In the entries below, every line that contains "header" must be located and copied.

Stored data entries
- - - - - - -
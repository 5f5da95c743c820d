use std::sync::Arc;

use axum::{
    Json,
    extract::{Multipart, Path, State, multipart::MultipartError},
    response::{IntoResponse, Response},
};
use reqwest::StatusCode;
use serde::Deserialize;

use crate::{
    domain::{BatchOutcome, RejectReason, TransitionError},
    ingest::{CsvError, CsvUpload, IngestOutcome},
    session::{CampaignSession, SessionError},
    startup::AppState,
};

#[derive(Deserialize, Debug)]
pub struct RecipientData {
    email: String,
}

#[tracing::instrument(
    name = "Adding a recipient manually",
    skip(app_state),
    fields(recipient_email = %form.email)
)]
pub async fn add_recipient(
    State(app_state): State<Arc<AppState>>,
    Json(form): Json<RecipientData>,
) -> Result<impl IntoResponse, RecipientError> {
    let mut session = app_state.session.lock().await;
    session.add_recipient(&form.email)?;
    Ok(Json(session.snapshot()))
}

#[derive(Deserialize, Debug)]
pub struct BatchData {
    emails: Vec<String>,
}

#[tracing::instrument(
    name = "Adding a batch of recipients",
    skip(app_state, form),
    fields(candidates = form.emails.len())
)]
pub async fn add_recipients(
    State(app_state): State<Arc<AppState>>,
    Json(form): Json<BatchData>,
) -> Result<Json<BatchOutcome>, RecipientError> {
    let mut session = app_state.session.lock().await;
    let outcome = session.add_recipients(&form.emails)?;
    Ok(Json(outcome))
}

#[tracing::instrument(name = "Removing a recipient by position", skip(app_state))]
pub async fn remove_recipient(
    State(app_state): State<Arc<AppState>>,
    Path(index): Path<usize>,
) -> Result<impl IntoResponse, RecipientError> {
    let mut session = app_state.session.lock().await;
    session.remove_recipient(index)?;
    Ok(Json(session.snapshot()))
}

#[tracing::instrument(name = "Removing the last recipient", skip(app_state))]
pub async fn remove_last_recipient(
    State(app_state): State<Arc<AppState>>,
) -> Result<impl IntoResponse, RecipientError> {
    let mut session = app_state.session.lock().await;
    session.remove_last_recipient()?;
    Ok(Json(session.snapshot()))
}

#[derive(thiserror::Error, Debug)]
pub enum RecipientError {
    #[error("rejected recipient, {0}")]
    Rejected(RejectReason),
    #[error("illegal wizard transition, {0}")]
    Transition(#[from] TransitionError),
}

impl From<SessionError> for RecipientError {
    fn from(e: SessionError) -> Self {
        match e {
            SessionError::Rejected(reason) => Self::Rejected(reason),
            SessionError::Transition(transition) => Self::Transition(transition),
        }
    }
}

impl IntoResponse for RecipientError {
    fn into_response(self) -> Response {
        match self {
            RecipientError::Rejected(RejectReason::InvalidFormat) => {
                tracing::error!("{}", RejectReason::InvalidFormat);
                StatusCode::BAD_REQUEST
            }
            RecipientError::Rejected(RejectReason::Duplicate) => {
                tracing::error!("{}", RejectReason::Duplicate);
                StatusCode::CONFLICT
            }
            RecipientError::Transition(e) => {
                tracing::error!("{}", e);
                StatusCode::CONFLICT
            }
        }
        .into_response()
    }
}

#[tracing::instrument(name = "Importing recipients from a CSV upload", skip(app_state, multipart))]
pub async fn import_recipients(
    State(app_state): State<Arc<AppState>>,
    mut multipart: Multipart,
) -> Result<Response, ImportError> {
    // Register this upload first: any still-running ingest is superseded
    // the moment a newer file arrives.
    let ticket = app_state.ingester.begin();

    let field = multipart
        .next_field()
        .await?
        .ok_or(ImportError::MissingFile)?;
    let file_name = field.file_name().unwrap_or_default().to_owned();
    let data = field.bytes().await?.to_vec();

    let outcome = app_state
        .ingester
        .run(ticket, CsvUpload { file_name, data })
        .await?;

    match outcome {
        IngestOutcome::Candidates(candidates) => {
            let mut session = app_state.session.lock().await;
            let batch = session.add_recipients(candidates)?;
            log_import(&batch, &session);
            Ok(Json(batch).into_response())
        }
        // A later upload owns the operator-visible result.
        IngestOutcome::Superseded => Ok(StatusCode::NO_CONTENT.into_response()),
    }
}

fn log_import(batch: &BatchOutcome, session: &CampaignSession) {
    tracing::info!(
        added = batch.added.len(),
        skipped = batch.skipped.len(),
        total = session.recipients().len(),
        "csv import applied"
    );
}

#[derive(thiserror::Error, Debug)]
pub enum ImportError {
    #[error("the upload did not contain a file field")]
    MissingFile,
    #[error("couldn't read the multipart upload, {0}")]
    Multipart(#[from] MultipartError),
    #[error(transparent)]
    Csv(#[from] CsvError),
    #[error("illegal wizard transition, {0}")]
    Transition(#[from] TransitionError),
}

impl IntoResponse for ImportError {
    fn into_response(self) -> Response {
        match self {
            // A join failure is a server-side fault, not an operator
            // mistake with the file.
            ImportError::Csv(CsvError::Processing) => {
                tracing::error!("{}", CsvError::Processing);
                StatusCode::INTERNAL_SERVER_ERROR
            }
            ImportError::MissingFile | ImportError::Multipart(_) | ImportError::Csv(_) => {
                tracing::error!("{}", self);
                StatusCode::BAD_REQUEST
            }
            ImportError::Transition(e) => {
                tracing::error!("{}", e);
                StatusCode::CONFLICT
            }
        }
        .into_response()
    }
}
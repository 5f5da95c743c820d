pub mod configuration;
pub mod dispatch;
pub mod domain;
pub mod ingest;
pub mod routes;
pub mod session;
pub mod startup;
pub mod telemetry;
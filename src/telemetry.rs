use tracing::Subscriber;
use tracing::subscriber::set_global_default;
use tracing_bunyan_formatter::{BunyanFormattingLayer, JsonStorageLayer};
use tracing_log::LogTracer;
use tracing_subscriber::fmt::MakeWriter;
use tracing_subscriber::layer::SubscriberExt;
use tracing_subscriber::{EnvFilter, Registry};

pub fn get_subscriber<Sink>(
    name: String,
    env_filter: String,
    sink: Sink,
) -> impl Subscriber + Send + Sync
where
    Sink: for<'a> MakeWriter<'a> + Send + Sync + 'static,
{
    let env_filter =
        EnvFilter::try_from_default_env().unwrap_or_else(|_| EnvFilter::new(env_filter));
    let formatting_layer = BunyanFormattingLayer::new(name, sink);
    Registry::default()
        .with(env_filter)
        .with(JsonStorageLayer)
        .with(formatting_layer)
}

pub fn init_subscriber(subscriber: impl Subscriber + Send + Sync) {
    LogTracer::init().expect("Failed to set logger");
    set_global_default(subscriber).expect("Failed to set subscriber");
}
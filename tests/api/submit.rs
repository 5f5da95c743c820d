use std::time::Duration;

use wiremock::matchers::{method, path};
use wiremock::{Mock, ResponseTemplate};

use crate::helpers::{spawn_collecting_app, spawn_composing_app};

#[tokio::test]
async fn submit_posts_the_assembled_payload_to_the_delivery_backend() {
    // Arrange
    let app = spawn_composing_app().await;

    Mock::given(path("/api/send-email"))
        .and(method("POST"))
        .respond_with(ResponseTemplate::new(200))
        .expect(1)
        .mount(&app.dispatch_server)
        .await;

    // Act
    let response = app.post_submit().await;

    // Assert
    assert_eq!(200, response.status().as_u16());
    let request = &app.dispatch_server.received_requests().await.unwrap()[0];
    let body: serde_json::Value = serde_json::from_slice(&request.body).unwrap();
    assert_eq!(body["recipients"], serde_json::json!([{ "email": "a@b.com" }]));
    assert_eq!(body["content"], "hello there");
}

#[tokio::test]
async fn a_successful_submit_resets_the_session() {
    // Arrange
    let app = spawn_composing_app().await;

    Mock::given(path("/api/send-email"))
        .and(method("POST"))
        .respond_with(ResponseTemplate::new(200))
        .mount(&app.dispatch_server)
        .await;

    // Act
    app.post_submit().await;

    // Assert
    let snapshot = app.get_campaign().await;
    assert_eq!(snapshot["step"], 1);
    assert!(snapshot["method"].is_null());
    assert_eq!(snapshot["recipients"].as_array().unwrap().len(), 0);
    assert_eq!(snapshot["content"], "");
}

#[tokio::test]
async fn a_failed_submit_returns_a_502_and_preserves_the_session() {
    // Arrange
    let app = spawn_composing_app().await;

    Mock::given(path("/api/send-email"))
        .and(method("POST"))
        .respond_with(ResponseTemplate::new(500))
        .expect(1)
        .mount(&app.dispatch_server)
        .await;

    // Act
    let response = app.post_submit().await;

    // Assert
    assert_eq!(502, response.status().as_u16());
    let snapshot = app.get_campaign().await;
    assert_eq!(snapshot["step"], 3);
    assert_eq!(snapshot["recipients"].as_array().unwrap().len(), 1);
    assert_eq!(snapshot["content"], "hello there");
}

#[tokio::test]
async fn the_operator_can_retry_after_a_failed_submit() {
    // Arrange
    let app = spawn_composing_app().await;

    // The backend fails once, then recovers.
    Mock::given(path("/api/send-email"))
        .and(method("POST"))
        .respond_with(ResponseTemplate::new(500))
        .up_to_n_times(1)
        .mount(&app.dispatch_server)
        .await;
    Mock::given(path("/api/send-email"))
        .and(method("POST"))
        .respond_with(ResponseTemplate::new(200))
        .mount(&app.dispatch_server)
        .await;

    // Act
    let first = app.post_submit().await;
    let second = app.post_submit().await;

    // Assert
    assert_eq!(502, first.status().as_u16());
    assert_eq!(200, second.status().as_u16());
    assert_eq!(app.get_campaign().await["step"], 1);
}

#[tokio::test]
async fn submit_outside_the_composition_step_returns_a_409() {
    // Arrange
    let app = spawn_collecting_app("manual").await;

    // Act
    let response = app.post_submit().await;

    // Assert
    assert_eq!(409, response.status().as_u16());
    assert_eq!(
        app.dispatch_server.received_requests().await.unwrap().len(),
        0
    );
}

#[tokio::test]
async fn an_abandoned_submission_does_not_jam_the_gate() {
    // Arrange
    let app = spawn_composing_app().await;

    // The backend is slow once, then recovers.
    Mock::given(path("/api/send-email"))
        .and(method("POST"))
        .respond_with(ResponseTemplate::new(200).set_delay(Duration::from_secs(2)))
        .up_to_n_times(1)
        .mount(&app.dispatch_server)
        .await;
    Mock::given(path("/api/send-email"))
        .and(method("POST"))
        .respond_with(ResponseTemplate::new(200))
        .mount(&app.dispatch_server)
        .await;

    // Act
    // The operator's client gives up while the dispatch is still pending,
    // dropping the request mid-flight on the server.
    let impatient = reqwest::Client::builder()
        .timeout(Duration::from_millis(200))
        .build()
        .unwrap();
    let abandoned = impatient
        .post(format!("{}/api/campaign/submit", app.address))
        .send()
        .await;
    assert!(abandoned.is_err());

    // Give the server a moment to tear the aborted request down.
    tokio::time::sleep(Duration::from_millis(500)).await;

    let response = app.post_submit().await;

    // Assert
    assert_eq!(200, response.status().as_u16());
}

#[tokio::test]
async fn a_second_trigger_while_a_submission_is_in_flight_is_rejected() {
    // Arrange
    let app = spawn_composing_app().await;

    // Slow backend so the second trigger lands while the first request is
    // still outstanding. The mock verifies only one payload was dispatched.
    Mock::given(path("/api/send-email"))
        .and(method("POST"))
        .respond_with(ResponseTemplate::new(200).set_delay(Duration::from_millis(500)))
        .expect(1)
        .mount(&app.dispatch_server)
        .await;

    // Act
    let first = app.post_submit();
    let second = async {
        // Give the first request a head start to the server.
        tokio::time::sleep(Duration::from_millis(100)).await;
        app.post_submit().await
    };
    let (first, second) = tokio::join!(first, second);

    // Assert
    assert_eq!(200, first.status().as_u16());
    assert_eq!(409, second.status().as_u16());
}
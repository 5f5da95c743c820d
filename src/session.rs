use serde::Serialize;

use crate::domain::{
    AcquisitionMethod, BatchOutcome, CampaignPayload, Recipient, RecipientStore, RejectReason,
    TransitionError, WizardState,
};

#[derive(thiserror::Error, Debug, PartialEq, Eq)]
pub enum SessionError {
    #[error(transparent)]
    Rejected(#[from] RejectReason),
    #[error(transparent)]
    Transition(#[from] TransitionError),
}

/// Everything the single operator session owns: the wizard position, the
/// recipient list and the composed content. The wizard gates which store
/// operations are legal; recipients can only be touched while collecting.
#[derive(Debug, Default)]
pub struct CampaignSession {
    wizard: WizardState,
    recipients: RecipientStore,
    content: String,
}

/// A serializable view of the session for the rendering collaborator.
#[derive(Debug, Serialize)]
pub struct CampaignSnapshot {
    pub step: u8,
    pub method: Option<AcquisitionMethod>,
    pub recipients: Vec<Recipient>,
    pub content: String,
}

impl CampaignSession {
    pub fn new() -> Self {
        Self::default()
    }

    pub fn step(&self) -> u8 {
        self.wizard.step()
    }

    pub fn method(&self) -> Option<AcquisitionMethod> {
        self.wizard.method()
    }

    pub fn recipients(&self) -> &RecipientStore {
        &self.recipients
    }

    pub fn content(&self) -> &str {
        &self.content
    }

    pub fn is_composing(&self) -> bool {
        matches!(self.wizard, WizardState::Compose { .. })
    }

    /// Moves to recipient collection, dropping anything left over from an
    /// earlier method choice.
    pub fn select_method(&mut self, method: AcquisitionMethod) -> Result<(), TransitionError> {
        self.wizard.select_method(method)?;
        self.recipients.clear();
        Ok(())
    }

    /// One step back. Backing out of collection abandons the method and
    /// the collected recipients; backing out of composition keeps both.
    pub fn back(&mut self) {
        let was_collecting = matches!(self.wizard, WizardState::CollectRecipients { .. });
        self.wizard.back();
        if was_collecting {
            self.recipients.clear();
        }
    }

    pub fn advance(&mut self) -> Result<(), TransitionError> {
        self.wizard.advance(!self.recipients.is_empty())
    }

    pub fn add_recipient(&mut self, candidate: &str) -> Result<(), SessionError> {
        self.ensure_collecting()?;
        self.recipients.add(candidate)?;
        Ok(())
    }

    pub fn add_recipients<I, S>(&mut self, candidates: I) -> Result<BatchOutcome, TransitionError>
    where
        I: IntoIterator<Item = S>,
        S: AsRef<str>,
    {
        self.ensure_collecting()?;
        Ok(self.recipients.add_many(candidates))
    }

    pub fn remove_recipient(&mut self, index: usize) -> Result<(), TransitionError> {
        self.ensure_collecting()?;
        self.recipients.remove(index);
        Ok(())
    }

    pub fn remove_last_recipient(&mut self) -> Result<(), TransitionError> {
        self.ensure_collecting()?;
        self.recipients.remove_last();
        Ok(())
    }

    /// No validation on purpose: whether empty content may be submitted is
    /// the caller's affordance to disable, not an invariant here.
    pub fn set_content(&mut self, text: String) {
        self.content = text;
    }

    /// A by-value snapshot of the current list and content; later session
    /// mutations do not leak into an already built payload.
    pub fn build_payload(&self) -> CampaignPayload {
        CampaignPayload {
            recipients: self.recipients.as_slice().to_vec(),
            content: self.content.clone(),
        }
    }

    /// The reset after a successful dispatch: back to step one with the
    /// method, recipients and content all cleared.
    pub fn submit_succeeded(&mut self) -> Result<(), TransitionError> {
        self.wizard.submit_succeeded()?;
        self.recipients.clear();
        self.content.clear();
        Ok(())
    }

    pub fn snapshot(&self) -> CampaignSnapshot {
        CampaignSnapshot {
            step: self.step(),
            method: self.method(),
            recipients: self.recipients.as_slice().to_vec(),
            content: self.content.clone(),
        }
    }

    fn ensure_collecting(&self) -> Result<(), TransitionError> {
        match self.wizard {
            WizardState::CollectRecipients { .. } => Ok(()),
            _ => Err(TransitionError::WrongStep(self.step())),
        }
    }
}
use std::sync::atomic::{AtomicU64, Ordering};

use crate::domain::is_valid_address;

/// Upload size cap, checked before any parsing happens.
pub const MAX_CSV_BYTES: usize = 5 * 1024 * 1024;

#[derive(thiserror::Error, Debug, PartialEq, Eq)]
pub enum CsvError {
    #[error("the uploaded file is not a .csv file")]
    NotCsvFile,
    #[error("the uploaded file is larger than 5 MiB")]
    FileTooLarge,
    #[error("the uploaded file has no header line or no data lines")]
    EmptyFile,
    #[error("the header row has no 'email' column")]
    MissingEmailColumn,
    #[error("no valid email addresses were found in the file")]
    NoValidEmails,
    #[error("failed to process the uploaded file")]
    Processing,
}

/// An uploaded file as handed over by the HTTP layer.
#[derive(Debug)]
pub struct CsvUpload {
    pub file_name: String,
    pub data: Vec<u8>,
}

#[derive(Debug, PartialEq, Eq)]
pub enum IngestOutcome {
    /// Surviving addresses in file order, not yet deduplicated against the
    /// recipient store.
    Candidates(Vec<String>),
    /// A later upload started while this one was in flight; its result is
    /// discarded.
    Superseded,
}

#[derive(Debug, Clone, Copy, PartialEq, Eq)]
pub struct IngestTicket(u64);

/// Runs uploads with latest-file-wins semantics: every new upload takes a
/// ticket that invalidates all earlier in-flight ones, so a stale result
/// is dropped when it finally arrives instead of clobbering the newer one.
#[derive(Debug, Default)]
pub struct CsvIngester {
    latest: AtomicU64,
}

impl CsvIngester {
    pub fn new() -> Self {
        Self::default()
    }

    /// Registers a new upload attempt, superseding any in-flight one.
    pub fn begin(&self) -> IngestTicket {
        IngestTicket(self.latest.fetch_add(1, Ordering::SeqCst) + 1)
    }

    #[tracing::instrument(name = "Ingesting an uploaded CSV file", skip(self, upload), fields(file_name = %upload.file_name, bytes = upload.data.len()))]
    pub async fn run(
        &self,
        ticket: IngestTicket,
        upload: CsvUpload,
    ) -> Result<IngestOutcome, CsvError> {
        if !upload.file_name.to_lowercase().ends_with(".csv") {
            return Err(CsvError::NotCsvFile);
        }
        if upload.data.len() > MAX_CSV_BYTES {
            return Err(CsvError::FileTooLarge);
        }

        // A 5 MiB parse has no business on the async runtime threads.
        let parsed = tokio::task::spawn_blocking(move || extract_candidates(&upload.data))
            .await
            .map_err(|_| CsvError::Processing)?;

        if self.latest.load(Ordering::SeqCst) != ticket.0 {
            tracing::info!("discarding superseded csv upload");
            return Ok(IngestOutcome::Superseded);
        }

        Ok(IngestOutcome::Candidates(parsed?))
    }
}

/// The parsing rules proper: lossy text decode, first line is the header,
/// naive comma split with no quoting support, rows keep the trimmed value
/// of the `email` column iff it has the right shape. Rows with too few
/// fields are skipped without error.
pub fn extract_candidates(data: &[u8]) -> Result<Vec<String>, CsvError> {
    let text = String::from_utf8_lossy(data);
    let mut lines = text.lines();

    let header = lines.next().ok_or(CsvError::EmptyFile)?;
    let rows: Vec<&str> = lines.collect();
    if rows.is_empty() {
        return Err(CsvError::EmptyFile);
    }

    let email_column = header
        .split(',')
        .position(|field| field.trim().eq_ignore_ascii_case("email"))
        .ok_or(CsvError::MissingEmailColumn)?;

    let mut candidates = Vec::new();
    for line in rows {
        let Some(field) = line.split(',').nth(email_column) else {
            continue;
        };
        let field = field.trim();
        if is_valid_address(field) {
            candidates.push(field.to_owned());
        }
    }

    if candidates.is_empty() {
        return Err(CsvError::NoValidEmails);
    }
    Ok(candidates)
}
- - - - - - -
> _WRITTEN RESPONSE_:
    #[error("the uploaded file has no header line or no data lines")]
    #[error("the header row has no 'email' column")]
/// The parsing rules proper: lossy text decode, first line is the header,
    let header = lines.next().ok_or(CsvError::EmptyFile)?;
    let email_column = header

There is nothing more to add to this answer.